Building consensus when you need broadcast: If your requirement is “all nodes receive the same updates in the same order,” that is total order broadcast — implemented by Kafka, not Raft. Raft is for agreement on a value among a small set of replicas. Kafka is for ordering and distributing messages at scale. Using etcd as a message bus (writing every event as an etcd key) does not scale.

Using CRDTs when you need Agreement: CRDTs guarantee eventual convergence but not immediate consistency. If your requirement is “these two operations must both succeed or both fail,” CRDTs do not help. You need a transaction or a Saga.

Skipping the deduplication window: Idempotency stores have a retention window (typically 24 hours). Requests with idempotency keys older than the window are treated as new requests. For long-running sagas (days-long workflows), ensure the idempotency key is fresh for each retry, not reused from the original submission.
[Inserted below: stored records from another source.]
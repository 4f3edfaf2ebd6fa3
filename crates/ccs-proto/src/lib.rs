//! Protocol
//!
//! Wire types for the CCS push-notification protocol: the JSON bodies carried
//! inside each protocol message in both directions.
//!
//! Stream framing, TLS and the authentication handshake belong to the
//! transport. This crate only describes the JSON that the transport carries:
//!
//! - [`RawInbound`]: what the transport hands over for each received message
//! - [`InboundMessage`]: the decoded JSON body of a server message
//! - [`Envelope`]: an outbound body, either a downstream notification or the
//!   acknowledgement of an upstream message
//!
//! # Invariants
//!
//! - A serialized [`OutboundMessage`] always carries exactly one `to` and one
//!   `message_id`. [`SendOptions`] refuses extra keys that would shadow them.

#![forbid(unsafe_code)]
#![deny(missing_docs)]

mod errors;
mod inbound;
mod message_id;
mod outbound;

pub use errors::{ProtocolError, Result};
pub use inbound::{InboundMessage, MessageType, RawInbound};
pub use message_id::MessageId;
pub use outbound::{Envelope, OutboundMessage, Priority, SendOptions, UpstreamAck};

/// Maximum number of unacknowledged downstream messages allowed per
/// connection.
pub const ACK_WINDOW: usize = 100;

/// `control_type` announcing that the server will close the connection soon.
pub const CONTROL_CONNECTION_DRAINING: &str = "CONNECTION_DRAINING";

/// Default CCS host.
pub const DEFAULT_HOST: &str = "gcm.googleapis.com";

/// Default CCS port (TLS from the first byte).
pub const DEFAULT_PORT: u16 = 5235;

/// Domain appended to the sender id to form the login JID.
pub const JID_DOMAIN: &str = "gcm.googleapis.com";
The Coordination Hierarchy #

The series has traced coordination from the infrastructure substrate to the application layer:

Application Layer
├── Selection (seat reservation, driver assignment)
├── Suppression (idempotency keys, Bloom filter dedup)
├── Aggregation (rate limiting, cardinality, Top-K)
└── Convergence (CRDTs, collaborative editing)
    Bridges: TTL, Idempotency Key, CAS, Fencing, Compensation, Sequence Number
Infrastructure Layer
├── Membership (gossip, Phi accrual, Raft joint consensus)
├── Selection (Raft leader election, etcd leases + fencing)
├── Agreement (Raft log replication, 2PC, Saga)
├── Assignment (consistent hashing, Kafka partition assignment)
└── Ordering (Lamport clocks, vector clocks, total order broadcast)
    Platform: etcd, Cassandra, Kafka, ZooKeeper, Redis Cluster, CockroachDB

Every distributed system, at every layer, is implementing combinations of these six mechanisms. The names change — leader election instead of Selection, ACID transaction instead of Agreement, rate limiter instead of Aggregation — but the underlying coordination problem remains the same.

Naming the mechanism does not make it simpler. But it makes the tradeoffs legible. You can reason about what happens if the mechanism fails, what properties it must satisfy, and what bridges you need between layers. That reasoning — not the choice of Redis vs etcd vs PostgreSQL — is what determines whether your system is correct.